### Stored items from a collection
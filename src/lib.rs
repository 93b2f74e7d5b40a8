//! # tether
//!
//! Session state and request middleware for services built on a small
//! hyper-based router.
//!
//! ## What's inside
//!
//! - [`storage`]: a TTL key-value store with a background sweeper, plus the
//!   CSRF token store built on it
//! - [`session`]: cookie-keyed sessions persisted through any [`Storage`](storage::Storage)
//! - [`extractor`]: composable lookups for keys in headers, cookies, path
//!   params, forms and query strings
//! - [`middleware`]: CSRF, API keys, load shedding, rewrite/redirect rules,
//!   request ids and response timing
//! - [`backoff`]: exponential backoff with jitter for retrying fallible work
//!
//! ## Quick start
//!
//! ```rust,no_run
//! use http::Method;
//! use tether::session::{Config, Manager};
//! use tether::{Request, Response, Router, Server};
//!
//! #[tokio::main]
//! async fn main() -> tether::Result<()> {
//!     let sessions = Manager::new(Config::new())?;
//!
//!     let app = Router::new().on(Method::GET, "/visits", move |mut req: Request| {
//!         let sessions = sessions.clone();
//!         async move {
//!             let mut session = sessions.get(&mut req);
//!             let visits = session.get("visits").and_then(|v| v.as_u64()).unwrap_or(0) + 1;
//!             session.set("visits", visits);
//!
//!             let mut res = Response::text(visits.to_string());
//!             if session.save(&mut res).is_err() {
//!                 return Response::status(http::StatusCode::INTERNAL_SERVER_ERROR);
//!             }
//!             res
//!         }
//!     });
//!
//!     Server::bind("0.0.0.0:3000")?.serve(app).await
//! }
//! ```

mod error;
mod handler;
mod request;
mod response;
mod router;
mod server;

pub mod backoff;
pub mod cookie;
pub mod extractor;
pub mod middleware;
pub mod rules;
pub mod session;
pub mod storage;

pub use cookie::{Cookie, SameSite};
pub use error::{Error, Result};
pub use handler::{BoxFuture, Handler};
pub use middleware::{from_fn, Middleware, Next};
pub use request::Request;
pub use response::{ContentType, IntoResponse, Response};
pub use router::Router;
pub use server::Server;
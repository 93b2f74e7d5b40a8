//! HTTP server and graceful shutdown.
//!
//! # Graceful shutdown and Kubernetes
//!
//! When Kubernetes terminates a pod it sends **SIGTERM** and waits
//! `terminationGracePeriodSeconds` (default 30 s) before sending SIGKILL.
//!
//! On the signal the server:
//! 1. Stops calling `listener.accept()`.
//! 2. Lets every in-flight connection task run to completion.
//! 3. Returns from [`Server::serve`], so `main` can close its stores and exit.
//!
//! A load-shedding deadline shorter than the grace period keeps the drain
//! bounded.

use std::future::Future;
use std::net::SocketAddr;
use std::sync::Arc;

use bytes::Bytes;
use http_body_util::{BodyExt, Full};
use hyper::service::service_fn;
use hyper_util::rt::{TokioExecutor, TokioIo};
use hyper_util::server::conn::auto::Builder as ConnBuilder;
use tokio::net::TcpListener;
use tracing::{error, info, warn};

use crate::error::{Error, Result};
use crate::request::Request;
use crate::response::Response;
use crate::router::Router;

enum Bind {
    Addr(SocketAddr),
    Listener(TcpListener),
}

/// The HTTP server.
pub struct Server {
    bind: Bind,
}

impl Server {
    /// Configures the server to bind to `addr` when [`serve`](Server::serve)
    /// is called.
    ///
    /// Fails with [`Error::InvalidConfig`] if `addr` is not a valid
    /// `host:port` string.
    ///
    /// # Example
    ///
    /// ```rust,no_run
    /// use tether::Server;
    /// let server = Server::bind("0.0.0.0:3000")?;
    /// # Ok::<(), tether::Error>(())
    /// ```
    pub fn bind(addr: &str) -> Result<Self> {
        let addr: SocketAddr = addr
            .parse()
            .map_err(|_| Error::InvalidConfig("server address must be `host:port`"))?;
        Ok(Self { bind: Bind::Addr(addr) })
    }

    /// Serves on a listener the caller already bound, e.g. to port 0.
    pub fn from_listener(listener: TcpListener) -> Self {
        Self { bind: Bind::Listener(listener) }
    }

    /// Starts accepting connections and dispatching them through `router`,
    /// middleware stack first.
    ///
    /// Returns only after a full graceful shutdown (SIGTERM or Ctrl-C,
    /// followed by all in-flight requests completing).
    pub async fn serve(self, router: Router) -> Result<()> {
        self.serve_with_shutdown(router, shutdown_signal()).await
    }

    /// Like [`serve`](Server::serve), but drains and returns when `signal`
    /// resolves instead of waiting for SIGTERM or Ctrl-C.
    pub async fn serve_with_shutdown(
        self,
        router: Router,
        signal: impl Future<Output = ()>,
    ) -> Result<()> {
        let listener = match self.bind {
            Bind::Addr(addr) => TcpListener::bind(addr).await?,
            Bind::Listener(listener) => listener,
        };
        let addr = listener.local_addr()?;
        let router = Arc::new(router);
        info!(%addr, "tether listening");

        let mut tasks = tokio::task::JoinSet::new();
        tokio::pin!(signal);

        loop {
            tokio::select! {
                // Shutdown is checked first so queued connections are not
                // accepted once the signal has fired.
                biased;

                () = &mut signal => {
                    info!(in_flight = tasks.len(), "shutdown signal received, draining connections");
                    break;
                }

                res = listener.accept() => {
                    let (stream, remote_addr) = match res {
                        Ok(v) => v,
                        Err(e) => {
                            error!("accept error: {e}");
                            continue;
                        }
                    };

                    let router = Arc::clone(&router);
                    let io = TokioIo::new(stream);

                    tasks.spawn(async move {
                        // Called once per request on the connection.
                        let svc = service_fn(move |req| {
                            let router = Arc::clone(&router);
                            async move { dispatch(router, req, remote_addr).await }
                        });

                        // HTTP/1.1 or HTTP/2, whichever the client speaks.
                        if let Err(e) = ConnBuilder::new(TokioExecutor::new())
                            .serve_connection(io, svc)
                            .await
                        {
                            error!(peer = %remote_addr, "connection error: {e}");
                        }
                    });
                }

                // Reap finished connections.
                Some(_) = tasks.join_next(), if !tasks.is_empty() => {}
            }
        }

        while tasks.join_next().await.is_some() {}

        info!("tether stopped");
        Ok(())
    }
}

// ── Request dispatch ──────────────────────────────────────────────────────────

/// Core hot path: buffers one request body, runs the middleware stack and the
/// router, and produces one response.
///
/// The error type is [`Infallible`](std::convert::Infallible): body read
/// failures become a 400 and everything else is already a [`Response`], so
/// hyper never sees an error.
async fn dispatch(
    router: Arc<Router>,
    req: hyper::Request<hyper::body::Incoming>,
    remote_addr: SocketAddr,
) -> std::result::Result<http::Response<Full<Bytes>>, std::convert::Infallible> {
    let (parts, body) = req.into_parts();
    let body = match body.collect().await {
        Ok(collected) => collected.to_bytes(),
        Err(e) => {
            warn!(peer = %remote_addr, "failed to read request body: {e}");
            return Ok(Response::status(http::StatusCode::BAD_REQUEST).into_http());
        }
    };

    let req = Request::from_http(http::Request::from_parts(parts, body));
    Ok(router.handle(req).await.into_http())
}

// ── Shutdown signal ───────────────────────────────────────────────────────────

/// Resolves on the first shutdown signal the process receives.
///
/// On Unix this listens for both **SIGTERM** (sent by `kubectl` and the
/// Kubernetes control plane) and **SIGINT** (Ctrl-C, for local dev).
/// On Windows only Ctrl-C is available. A handler that cannot be installed
/// is logged and never fires.
async fn shutdown_signal() {
    let ctrl_c = async {
        if let Err(e) = tokio::signal::ctrl_c().await {
            error!("failed to install Ctrl-C handler: {e}");
            std::future::pending::<()>().await;
        }
    };

    #[cfg(unix)]
    let sigterm = async {
        match tokio::signal::unix::signal(tokio::signal::unix::SignalKind::terminate()) {
            Ok(mut signal) => {
                signal.recv().await;
            }
            Err(e) => {
                error!("failed to install SIGTERM handler: {e}");
                std::future::pending::<()>().await;
            }
        }
    };

    // `pending()` is a future that never resolves: on non-Unix platforms
    // the SIGTERM arm is effectively disabled.
    #[cfg(not(unix))]
    let sigterm = std::future::pending::<()>();

    tokio::select! {
        () = ctrl_c   => {}
        () = sigterm  => {}
    }
}
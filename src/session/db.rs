//! Per-request session state and its reuse pool.
//!
//! A session rarely holds more than a handful of keys, so [`Db`] is a flat
//! vector of pairs: linear lookup, append on insert, insertion order kept.
//! Instances cycle through a process-wide pool; [`acquire`] hands out an empty
//! one and [`release`] clears it without freeing its backing storage.
//!
//! ```text
//! acquire ──▶ Db (empty) ──▶ unmarshal / get / set ──▶ marshal ──▶ release
//!                                                                   │
//!            pool ◀─────────────────── reset (capacity kept) ◀──────┘
//! ```

use parking_lot::Mutex;
use serde_json::Value;

use crate::error::Result;

/// Upper bound on idle instances kept for reuse.
const MAX_POOLED: usize = 1024;

static POOL: Mutex<Vec<Db>> = Mutex::new(Vec::new());

/// An ordered key/value accumulator with a JSON wire form.
///
/// The payload is a JSON array of `[key, value]` pairs, so order survives a
/// round trip and a truncated payload fails to decode.
#[derive(Clone, Debug, Default, PartialEq)]
pub struct Db {
    entries: Vec<(String, Value)>,
}

impl Db {
    pub fn get(&self, key: &str) -> Option<&Value> {
        self.entries.iter()
            .find(|(k, _)| k == key)
            .map(|(_, v)| v)
    }

    /// Overwrites in place when the key exists, appends otherwise.
    pub fn set(&mut self, key: &str, value: Value) {
        match self.entries.iter_mut().find(|(k, _)| k == key) {
            Some((_, slot)) => *slot = value,
            None => self.entries.push((key.to_owned(), value)),
        }
    }

    pub fn delete(&mut self, key: &str) {
        if let Some(pos) = self.entries.iter().position(|(k, _)| k == key) {
            self.entries.remove(pos);
        }
    }

    /// Empties the collection, keeping its allocation.
    pub fn reset(&mut self) {
        self.entries.clear();
    }

    pub fn len(&self) -> usize {
        self.entries.len()
    }

    pub fn is_empty(&self) -> bool {
        self.entries.is_empty()
    }

    pub fn keys(&self) -> impl Iterator<Item = &str> {
        self.entries.iter().map(|(k, _)| k.as_str())
    }

    pub fn marshal(&self) -> Result<Vec<u8>> {
        Ok(serde_json::to_vec(&self.entries)?)
    }

    /// Replaces the contents with the decoded payload. On error the
    /// collection is left untouched.
    pub fn unmarshal(&mut self, data: &[u8]) -> Result<()> {
        let entries: Vec<(String, Value)> = serde_json::from_slice(data)?;
        self.entries.clear();
        self.entries.extend(entries);
        Ok(())
    }
}

/// Takes an empty [`Db`] from the pool, or builds one when the pool is dry.
pub(crate) fn acquire() -> Db {
    POOL.lock().pop().unwrap_or_default()
}

/// Returns a [`Db`] to the pool. Taking it by value makes a second release of
/// the same instance unrepresentable.
pub(crate) fn release(mut db: Db) {
    db.reset();
    let mut pool = POOL.lock();
    if pool.len() < MAX_POOLED {
        pool.push(db);
    }
}

#[cfg(test)]
mod tests {
    use super::*;
    use serde_json::json;

    #[test]
    fn set_overwrites_in_place() {
        let mut db = Db::default();
        db.set("a", json!(1));
        db.set("b", json!(2));
        db.set("a", json!(3));
        assert_eq!(db.len(), 2);
        assert_eq!(db.get("a"), Some(&json!(3)));
        assert_eq!(db.keys().collect::<Vec<_>>(), vec!["a", "b"]);
    }

    #[test]
    fn delete_keeps_order() {
        let mut db = Db::default();
        for k in ["a", "b", "c"] {
            db.set(k, json!(k));
        }
        db.delete("b");
        db.delete("missing");
        assert_eq!(db.keys().collect::<Vec<_>>(), vec!["a", "c"]);
    }

    #[test]
    fn marshal_round_trip_preserves_structure() {
        let mut db = Db::default();
        db.set("user", json!("alice"));
        db.set("visits", json!(3));
        db.set("roles", json!(["admin", "ops"]));
        db.set("prefs", json!({"theme": "dark"}));

        let bytes = db.marshal().unwrap();
        let mut back = Db::default();
        back.unmarshal(&bytes).unwrap();
        assert_eq!(back, db);
    }

    #[test]
    fn truncated_payload_fails_without_clobbering() {
        let mut db = Db::default();
        db.set("user", json!("alice"));
        let bytes = db.marshal().unwrap();

        let mut target = Db::default();
        target.set("keep", json!(true));
        assert!(target.unmarshal(&bytes[..bytes.len() - 3]).is_err());
        assert_eq!(target.get("keep"), Some(&json!(true)));
    }

    #[test]
    fn released_db_comes_back_empty() {
        let mut db = acquire();
        db.set("x", json!(1));
        release(db);
        assert!(acquire().is_empty());
    }
}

### Task directions
With the line containing "let mut target = Db::default();" as the first and the final line of the records as the last, copy that span exactly and nothing more.

### Response
        let mut target = Db::default();
        target.set("keep", json!(true));
        assert!(target.unmarshal(&bytes[..bytes.len() - 3]).is_err());
        assert_eq!(target.get("keep"), Some(&json!(true)));
    }

    #[test]
    fn released_db_comes_back_empty() {
        let mut db = acquire();
        db.set("x", json!(1));
        release(db);
        assert!(acquire().is_empty());
    }
}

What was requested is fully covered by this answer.